Task directions:
Below is a set of entries. Print the line that contains "Get user by ID" and every later line word for word, through the final one.

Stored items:

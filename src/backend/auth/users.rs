/**
 * User Model and Database Operations
 *
 * This module handles user data and database operations.
 */
use chrono::{DateTime, Utc};
use serde::{Deserialize, Serialize};
use sqlx::PgPool;

/// User struct representing a user in the database
#[derive(Debug, Clone, Serialize, Deserialize, sqlx::FromRow)]
pub struct User {
    /// Unique user ID
    pub id: i64,
    /// Username (unique, 3-30 chars, alphanumeric + underscore)
    pub username: String,
    /// User email address
    pub email: String,
    /// Hashed password (bcrypt)
    pub password_hash: String,
    /// Avatar URL shown next to the user's messages
    pub avatar_url: Option<String>,
    /// Created at timestamp
    pub created_at: DateTime<Utc>,
    /// Updated at timestamp
    pub updated_at: DateTime<Utc>,
}

/// Create a new user
///
/// # Arguments
/// * `pool` - Database connection pool
/// * `username` - User's chosen username
/// * `email` - User email
/// * `password_hash` - Hashed password
///
/// # Returns
/// Created user or error
pub async fn create_user(
    pool: &PgPool,
    username: String,
    email: String,
    password_hash: String,
) -> Result<User, sqlx::Error> {
    let user = sqlx::query_as::<_, User>(
        r#"
        INSERT INTO users (username, email, password_hash)
        VALUES ($1, $2, $3)
        RETURNING id, username, email, password_hash, avatar_url, created_at, updated_at
        "#,
    )
    .bind(&username)
    .bind(&email)
    .bind(&password_hash)
    .fetch_one(pool)
    .await?;

    Ok(user)
}

/// Get user by email
pub async fn get_user_by_email(pool: &PgPool, email: &str) -> Result<Option<User>, sqlx::Error> {
    let user = sqlx::query_as::<_, User>(
        r#"
        SELECT id, username, email, password_hash, avatar_url, created_at, updated_at
        FROM users
        WHERE email = $1
        "#,
    )
    .bind(email)
    .fetch_optional(pool)
    .await?;

    Ok(user)
}

/// Get user by username
pub async fn get_user_by_username(
    pool: &PgPool,
    username: &str,
) -> Result<Option<User>, sqlx::Error> {
    let user = sqlx::query_as::<_, User>(
        r#"
        SELECT id, username, email, password_hash, avatar_url, created_at, updated_at
        FROM users
        WHERE username = $1
        "#,
    )
    .bind(username)
    .fetch_optional(pool)
    .await?;

    Ok(user)
}

/// Get user by ID
pub async fn get_user_by_id(pool: &PgPool, user_id: i64) -> Result<Option<User>, sqlx::Error> {
    let user = sqlx::query_as::<_, User>(
        r#"
        SELECT id, username, email, password_hash, avatar_url, created_at, updated_at
        FROM users
        WHERE id = $1
        "#,
    )
    .bind(user_id)
    .fetch_optional(pool)
    .await?;

    Ok(user)
}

Answer to the exercise:
/// Get user by ID
pub async fn get_user_by_id(pool: &PgPool, user_id: i64) -> Result<Option<User>, sqlx::Error> {
    let user = sqlx::query_as::<_, User>(
        r#"
        SELECT id, username, email, password_hash, avatar_url, created_at, updated_at
        FROM users
        WHERE id = $1
        "#,
    )
    .bind(user_id)
    .fetch_optional(pool)
    .await?;

    Ok(user)
}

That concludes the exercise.